Since they are a bit outdated. Much better stainless knives have become available through distance selling, even to the general public.
But for many, Globals have been a first introduction to better knives.


----------



## Seoul Food (Sep 17, 2018)

thesean said:


> Hi All,
> First post here and I would like to thank everyone here first for all your wisdom in the forum. Its been great reading all the threads and I just couldn't help myself asking a question.
> 
> I currently own a set of Global knives, and I just dont understand why everyone hates them here.
> ...


On the positive side you are less likely to break off a chunk of the handle if you drop them, don't have to worry about the handle coming loose and could technically run them through a dishwasher if you so choose.

At the end of the day the only person that has to like them is you. If you like using them don't worry about what other people think of the brand.


----------



## benuser (Nov 18, 2010)

I should add that sharpening Globals is no fun. Hard to raise a burr, hard to get rid of it. Big carbides in a soft matrix. The only soft steel I know that is capable of chipping.
They come with a strongly convexed factory edge and can use some thinning right behind the edge to remain performant.
On the positive side, I like a lot the profile of the G2. After some good thinning it's a great tool, within its limitations.


----------



## loomchick (Jun 11, 2013)

thesean said:


> Hi All,
> I currently own a set of Global knives, and I just dont understand why everyone hates them here.

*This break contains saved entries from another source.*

//! Intent update hook: advances intent status on lifecycle events.
//!
//! Post-phase only. Selection moves the intent to IN_PROGRESS, completion to
//! COMPLETED; re-issuing the same transition does not rewrite the registry.

use crate::core::intent::{IntentId, IntentStatus};
use crate::core::session::{TaskSession, ToolInvocation};
use crate::host::HostEnv;
use crate::hooks::{ToolHook, ToolResult};
use crate::storage::intent_store::{IntentStore, IntentStoreError};
use std::sync::Arc;

/// Transitions intent status on `select_active_intent` / `attempt_completion`.
pub struct IntentUpdateHook {
    store: IntentStore,
}

impl IntentUpdateHook {
    #[must_use]
    pub fn new(host: Arc<dyn HostEnv>) -> Self {
        Self {
            store: IntentStore::open(host.workspace_root()),
        }
    }
}

impl ToolHook for IntentUpdateHook {
    fn id(&self) -> &'static str {
        "intent-update"
    }

    fn post_execute(
        &self,
        session: &TaskSession,
        invocation: &ToolInvocation,
        _result: &ToolResult,
    ) -> Result<(), String> {
        let target = match invocation.tool.as_str() {
            "select_active_intent" => IntentStatus::InProgress,
            "attempt_completion" => IntentStatus::Completed,
            _ => return Ok(()),
        };

        // On selection the invocation names the intent; the session may not
        // reflect it yet.
        let intent_id = invocation
            .intent_id()
            .map(IntentId::from)
            .or_else(|| session.active_intent_id.clone());
        let Some(intent_id) = intent_id else {
            return Ok(());
        };

        match self.store.set_status(&intent_id, target) {
            Ok(_) | Err(IntentStoreError::NotFound(_)) => Ok(()),
            Err(err) => Err(format!("status update for {intent_id} failed: {err}")),
        }
    }
}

I own one Global knife. It's a 4" paring knife. Why did I buy it? I didn't have one and some people were raving about them . . . so I bought a small one. The first time I used it I didn't like it. Then I looked at the edge. I re-sharpened the blade to put a better edge on it and it improved dramatically. It's still not my favorite paring knife, but it's okay.


----------



## benuser (Nov 18, 2010)

Had a GS-1 and didn't like the high tip. This little correction made it far more usable.


----------